Kevin: One of the worst years in this category I can remember. For all the praise I’ve heaped on the performances, the book for Hell’s Kitchen is so, so bad. How is it nominated here? By default, I think Suffs wins. At least there’s something timely in its writing.
Best Original Score (Music and/or Lyrics) Written for the Theatre
Will Butler, Stereophonic
Adam Guettel, Days of Wine and Roses
Jamestown Revival and Justin Levine, The Outsiders
David Byrne and Fatboy Slim, Here Lies Love
Shaina Taub, Suffs
Kevin: I’m dismayed that Here Lies Love was mostly forgotten by the Tonys. It was such a thrilling, unexpected production that was so long in the making. This would be the best category to reward it, but I suspect the Stereophonic wave is going to crash this category.
Tim: This is a great set of contenders—so many of this year’s Tonys are rewarding excellent work, tough choices are the best. I loved Guettel’s score for Days of Wine and Roses—the challenging compositions mirroring the material.
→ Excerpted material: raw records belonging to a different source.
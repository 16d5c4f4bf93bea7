use thiserror::Error;

use crate::parse::ParseError;

/// Static rejection of operator-authored rule text.
#[derive(Debug, Clone, PartialEq, Error)]
pub enum RuleValidationError {
    #[error("rule must be a string")]
    NotAString,

    #[error("rule can't be empty")]
    Empty,

    #[error("rule can't contain the new keyword")]
    NewKeyword,

    #[error("rule can't contain user functions")]
    UserFunction,

    #[error("function {name} is not supported")]
    UnsupportedFunction { name: String },

    #[error(transparent)]
    Syntax(#[from] ParseError),

    #[error("rule {rule_type} for {section} does not support oldData")]
    OldDataNotSupported { section: String, rule_type: String },

    #[error("rule {rule_type} for {section} does not support data")]
    DataNotSupported { section: String, rule_type: String },
}

#[derive(Debug, Clone, PartialEq, Error)]
pub enum CompileError {
    #[error(transparent)]
    Syntax(#[from] ParseError),

    #[error("ReferenceError: {name} is not defined")]
    UndefinedIdentifier { name: String },

    #[error("function {callee} is not supported")]
    UnsupportedCall { callee: String },

    #[error("function {function} expects {expected} argument(s), got {found}")]
    Arity {
        function: &'static str,
        expected: usize,
        found: usize,
    },

    #[error("can't assign to {target}")]
    InvalidAssignment { target: String },

    #[error("cross reference function _ can only be called")]
    BareCrossReference,
}

/// Raised while a compiled predicate runs. Always turns into a denial.
#[derive(Debug, Clone, PartialEq, Error)]
pub enum EvaluationError {
    #[error("TypeError: Cannot read property '{property}' of {target}")]
    NullishProperty {
        property: String,
        target: &'static str,
    },

    #[error("TypeError: {receiver}.{method} is not a function")]
    NotAFunction {
        method: &'static str,
        receiver: &'static str,
    },

    #[error("crossreference got unsupported type {found}")]
    CrossReferenceType { found: &'static str },

    #[error("SyntaxError: Invalid regular expression /{pattern}/: {reason}")]
    InvalidPattern { pattern: String, reason: String },
}
use std::fmt;

use super::error::{EvaluationError, RuleValidationError};
use super::expr::CompiledExpr;
use super::{Context, Value};

/// A rule as written in the configuration tree: a literal boolean or an
/// expression string.
#[derive(Debug, Clone, PartialEq, Eq)]
pub enum RuleSource {
    Bool(bool),
    Expression(String),
}

impl RuleSource {
    #[must_use]
    pub fn as_expression(&self) -> Option<&str> {
        match self {
            RuleSource::Bool(_) => None,
            RuleSource::Expression(source) => Some(source),
        }
    }
}

impl TryFrom<&serde_json::Value> for RuleSource {
    type Error = RuleValidationError;

    fn try_from(value: &serde_json::Value) -> Result<Self, Self::Error> {
        match value {
            serde_json::Value::Bool(b) => Ok(RuleSource::Bool(*b)),
            serde_json::Value::String(s) => Ok(RuleSource::Expression(s.clone())),
            _ => Err(RuleValidationError::NotAString),
        }
    }
}

impl From<bool> for RuleSource {
    fn from(b: bool) -> Self {
        RuleSource::Bool(b)
    }
}

impl From<&str> for RuleSource {
    fn from(s: &str) -> Self {
        RuleSource::Expression(s.to_owned())
    }
}

impl fmt::Display for RuleSource {
    fn fmt(&self, f: &mut fmt::Formatter<'_>) -> fmt::Result {
        match self {
            RuleSource::Bool(b) => write!(f, "{b}"),
            RuleSource::Expression(source) => write!(f, "{source}"),
        }
    }
}

#[derive(Debug, Clone, PartialEq)]
pub(crate) enum Predicate {
    Constant(bool),
    Expression(CompiledExpr),
}

/// Executable form of one rule plus the data it needs.
///
/// Produced by [`compile`](crate::compile()). Evaluation is pure, so a run
/// can be repeated once more records are loaded.
#[derive(Debug, Clone, PartialEq)]
pub struct CompiledRule {
    pub(crate) source: String,
    pub(crate) predicate: Predicate,
    pub(crate) has_data: bool,
    pub(crate) has_old_data: bool,
    pub(crate) locals: usize,
}

impl CompiledRule {
    #[must_use]
    pub fn source(&self) -> &str {
        &self.source
    }

    /// Whether the rule reads `data`.
    #[must_use]
    pub fn has_data(&self) -> bool {
        self.has_data
    }

    /// Whether the rule reads `oldData`.
    #[must_use]
    pub fn has_old_data(&self) -> bool {
        self.has_old_data
    }

    /// The fixed outcome of a rule with no free inputs, e.g. `"true"`.
    #[must_use]
    pub fn constant(&self) -> Option<bool> {
        match self.predicate {
            Predicate::Constant(b) => Some(b),
            Predicate::Expression(_) => None,
        }
    }

    /// Run the predicate once against `ctx`.
    #[must_use]
    pub fn evaluate(&self, ctx: &Context) -> Evaluation {
        match &self.predicate {
            Predicate::Constant(b) => Evaluation::Done(Value::Bool(*b)),
            Predicate::Expression(expr) => crate::evaluate::evaluate(expr, ctx, self.locals),
        }
    }
}

/// Outcome of a single rule run.
#[derive(Debug, Clone, PartialEq)]
pub enum Evaluation {
    /// Every referenced record was available; the raw result value.
    Done(Value),
    /// These records were referenced but not loaded. The result of this run
    /// is meaningless and the rule has to run again once they are.
    NeedsRecords(Vec<String>),
    /// The run failed with every referenced record available.
    Failed(EvaluationError),
}

impl Evaluation {
    /// `Some(allowed)` for a finished run.
    #[must_use]
    pub fn allowed(&self) -> Option<bool> {
        match self {
            Evaluation::Done(value) => Some(value.truthy()),
            Evaluation::NeedsRecords(_) | Evaluation::Failed(_) => None,
        }
    }
}
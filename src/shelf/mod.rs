//! Shelves: one searchable page section per content kind.
//!
//! The six kinds are a closed set, so strategy selection is a sum type with
//! pattern-matched dispatch rather than a string-keyed registry. The one
//! fallible edge is parsing a tag out of configuration or the CLI, which
//! names the offending tag in its error.

mod collection;
mod strategy;

pub use collection::Collection;
pub use strategy::{
    BlogStrategy, BookStrategy, HobbyStrategy, MediaStrategy, PaperStrategy, ProjectStrategy,
    ShelfStrategy,
};

use std::fmt;
use std::str::FromStr;

use serde::{Deserialize, Serialize};

use crate::error::AlcoveError;

#[derive(Debug, Clone, Copy, PartialEq, Eq, Hash, Serialize, Deserialize)]
#[serde(rename_all = "lowercase")]
pub enum ContentKind {
    Book,
    Paper,
    Anime,
    Blog,
    Project,
    Hobby,
}

impl ContentKind {
    pub const ALL: &'static [ContentKind] = &[
        ContentKind::Book,
        ContentKind::Paper,
        ContentKind::Anime,
        ContentKind::Blog,
        ContentKind::Project,
        ContentKind::Hobby,
    ];

    pub fn tag(&self) -> &'static str {
        match self {
            ContentKind::Book => "book",
            ContentKind::Paper => "paper",
            ContentKind::Anime => "anime",
            ContentKind::Blog => "blog",
            ContentKind::Project => "project",
            ContentKind::Hobby => "hobby",
        }
    }
}

impl fmt::Display for ContentKind {
    fn fmt(&self, f: &mut fmt::Formatter) -> fmt::Result {
        write!(f, "{}", self.tag())
    }
}

impl FromStr for ContentKind {
    type Err = AlcoveError;

    fn from_str(s: &str) -> Result<Self, Self::Err> {
        match s.trim().to_lowercase().as_str() {
            "book" => Ok(ContentKind::Book),
            "paper" => Ok(ContentKind::Paper),
            "anime" => Ok(ContentKind::Anime),
            "blog" => Ok(ContentKind::Blog),
            "project" => Ok(ContentKind::Project),
            "hobby" => Ok(ContentKind::Hobby),
            other => Err(AlcoveError::UnknownKind(other.to_string())),
        }
    }
}

/// Static configuration for one shelf page.
#[derive(Debug, Clone, Serialize, Deserialize)]
pub struct ShelfConfig {
    pub title: String,
    pub description: String,
    /// Decorative prompt line shown in the shelf header.
    pub command: String,
    pub search_placeholder: String,
    pub kind: ContentKind,
}

impl ShelfConfig {
    fn new(
        title: &str,
        description: &str,
        command: &str,
        search_placeholder: &str,
        kind: ContentKind,
    ) -> Self {
        Self {
            title: title.to_string(),
            description: description.to_string(),
            command: command.to_string(),
            search_placeholder: search_placeholder.to_string(),
            kind,
        }
    }
}

/// The built-in shelf set, in sidebar order.
pub fn builtin_shelves() -> Vec<ShelfConfig> {
    vec![
        ShelfConfig::new(
            "Bookshelf",
            "Books that left a mark",
            "$ ls ~/shelf/books",
            "search title or author...",
            ContentKind::Book,
        ),
        ShelfConfig::new(
            "Papers",
            "Papers worth a slow read",
            "$ ls ~/shelf/papers",
            "search title...",
            ContentKind::Paper,
        ),
        ShelfConfig::new(
            "Watch Log",
            "Anime, movies, and web series",
            "$ ls ~/shelf/media",
            "search title...",
            ContentKind::Anime,
        ),
        ShelfConfig::new(
            "Blog",
            "Occasional writing",
            "$ ls ~/blog",
            "search posts...",
            ContentKind::Blog,
        ),
        ShelfConfig::new(
            "Projects",
            "Things I have shipped or abandoned honorably",
            "$ ls ~/src",
            "search title, description, or tech...",
            ContentKind::Project,
        ),
        ShelfConfig::new(
            "Hobbies",
            "Away from the keyboard, mostly",
            "$ ls ~/life",
            "search hobbies...",
            ContentKind::Hobby,
        ),
    ]
}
David Byrne and Fatboy Slim served up delirious disco, Shaina Taub scored Suffs with the same ingenuity as her book. But, as you may have guessed, this is all about Stereophonic, and Will Butler deserves the win.
Best Scenic Design of a Play
dots, An Enemy of the People
dots, Appropriate
Derek McLane, Purlie Victorious
David Zinn, Jaja’s African Hair Braiding
David Zinn, Stereophonic
Tim: It’s David Zinn’s studio in Stereophonic; I was obsessed by its size, specificity, and cushions off-Broadway, the same on Broadway (his hair salon in Jaja’s was just as impressive, brimming with detail). Honorable mentions for all the others: McLane’s clean, sculpted surfaces in Purlie; dots transformed Circle in the Square into the perfect forum for public debate in Enemy, and served up a haunted-vibed house of ill-feeling in Appropriate.
Kevin: The tree at the end of Appropriate makes a strong case here, but the recording studio in Stereophonic is already a piece of theater iconography. Of course it wins here.
Best Scenic Design of a Musical
AMP featuring Tatiana Kahvegian, The Outsiders
Robert Brill and Peter Nigrini, Hell’s Kitchen
Tim Hatley and Finn Ross, Back to the Future
Riccardo Hernández and Peter Nigrini, Lempicka
Takeshi Kata, Water for Elephants
David Korins, Here Lies Love
Tom Scutt, Cabaret
Kevin: For the thousands of dollars Cabaret asks ticket buyers to shell out, at least it makes the experience feel worth it from the moment you arrive. I wouldn’t be surprised if Water for Elephants, with its circus elements, takes this one. But because of that transportive experience, I think the win goes to Cabaret.
Tim: Many of these shows felt more like light and projection and effects shows, rather than being memorable for their design. In this sense, Tom Scutt’s transformation of space, and sense of atmosphere—the feeling of being transported—means that Cabaret is my winner.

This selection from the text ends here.